Tal fue el espectáculo que ocupó de golpe la vista de Renzo, y lo clavó allí, abrumado y oprimido. Este espectáculo nosotros no nos proponemos ciertamente describirlo parte por parte, ni el lector lo desea; tan sólo siguiendo a nuestro joven en su penoso recorrido, nos pararemos en sus paradas, y de lo que le tocó ver diremos cuanto sea necesario para contar lo que hizo, y lo que le aconteció.
Logra encontrarla en ese maremágnum, mientras convalece de la enfermedad, que también a ella le ha afectado. Pero en el lazareto se encuentra con dos de los antiguos conocidos: por un lado  fray Cristóforo, dedicado a cuidar de los enfermos, que fatalmente contrae la enfermedad y muere; por otro lado, moribundo, abandonado y sólo, aparece don Rodrigo en un rincón. Renzo y Lucía se apiadan de él y le perdonan..
Finalmente los novios vuelven a su pueblo, donde se congratulan con el viejo cura, que accede, ahora sí -sabedor de que don Rodrigo ha muerto-, a casarlos, yéndose a vivir los nuevos esposos a la tierra que acogiera a Renzo, Bérgamo, donde discurrirá su nueva vida plácidamente.
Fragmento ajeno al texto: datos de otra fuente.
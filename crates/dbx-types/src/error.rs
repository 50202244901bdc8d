use thiserror::Error;

/// Errors produced by type operations.
#[derive(Debug, Error, PartialEq, Eq)]
pub enum TypeError {
    #[error("invalid hex string: {0}")]
    InvalidHex(String),

    #[error("invalid byte length: expected {expected}, got {actual}")]
    InvalidLength { expected: usize, actual: usize },

    #[error("invalid timestamp: {0}")]
    InvalidTimestamp(String),
}
use crate::error::LedgerResult;
use crate::record::AnchorRecord;
use crate::traits::AnchorLedger;

/// Result of validating an anchor chain.
#[derive(Clone, Debug, PartialEq, Eq)]
pub struct ValidationReport {
    pub record_count: u64,
    pub violations: Vec<Violation>,
}

impl ValidationReport {
    /// Returns `true` if all checks passed.
    pub fn is_valid(&self) -> bool {
        self.violations.is_empty()
    }
}

/// A specific integrity violation detected during validation.
#[derive(Clone, Debug, PartialEq, Eq)]
pub struct Violation {
    pub seq: u64,
    pub kind: ViolationKind,
    pub description: String,
}

#[derive(Clone, Copy, Debug, PartialEq, Eq)]
pub enum ViolationKind {
    SequenceGap,
    HashChainBreak,
    HashMismatch,
    BadSignature,
}

/// Anchor chain validator.
///
/// Unlike replay, which stops at the first bad record, validation walks the
/// whole chain and reports every violation it finds.
pub struct LedgerValidator;

impl LedgerValidator {
    pub fn validate(records: &[AnchorRecord]) -> ValidationReport {
        let mut violations = Vec::new();

        for (index, record) in records.iter().enumerate() {
            let expected_seq = index as u64 + 1;
            if record.seq != expected_seq {
                violations.push(Violation {
                    seq: record.seq,
                    kind: ViolationKind::SequenceGap,
                    description: format!("expected seq {expected_seq}, got {}", record.seq),
                });
            }

            let expected_prev = index.checked_sub(1).map(|i| records[i].record_hash);
            if record.prev_hash != expected_prev {
                violations.push(Violation {
                    seq: record.seq,
                    kind: ViolationKind::HashChainBreak,
                    description: "previous hash link mismatch".into(),
                });
            }

            match record.compute_hash() {
                Ok(hash) if hash == record.record_hash => {}
                Ok(_) => violations.push(Violation {
                    seq: record.seq,
                    kind: ViolationKind::HashMismatch,
                    description: "record hash does not match computed".into(),
                }),
                Err(e) => violations.push(Violation {
                    seq: record.seq,
                    kind: ViolationKind::HashMismatch,
                    description: format!("payload could not be encoded: {e}"),
                }),
            }

            if !record.verify_signature() {
                violations.push(Violation {
                    seq: record.seq,
                    kind: ViolationKind::BadSignature,
                    description: format!("signature does not verify for {}", record.account),
                });
            }
        }

        ValidationReport {
            record_count: records.len() as u64,
            violations,
        }
    }

    /// Validate everything `ledger` currently holds.
    pub fn validate_ledger(ledger: &dyn AnchorLedger) -> LedgerResult<ValidationReport> {
        Ok(Self::validate(&ledger.read_all()?))
    }
}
Pues bien, sugiero la lectura de esta novela, considerada  una de las primeras que pudieran llevar el adjetivo de “histórica”, pero que es mucho más que eso. Es cierto que a través de sus páginas aparece ese confuso período de la historia italiana en la lucha por el poder en los pequeños estados en que estaba dividida la península itálica. Y también refleja la influencia de la Iglesia, no siempre benéfica, sobre las estructuras de poder terrenales, no sólo sobre las conciencias. Refleja también la vida miserable de las pobres gentes en una época dura y siniestra. Es un alegato contra las guerras, contra los ejércitos, contra los poderosos que usan de la violencia sin recato alguno. Es a la postre un relato de enorme belleza.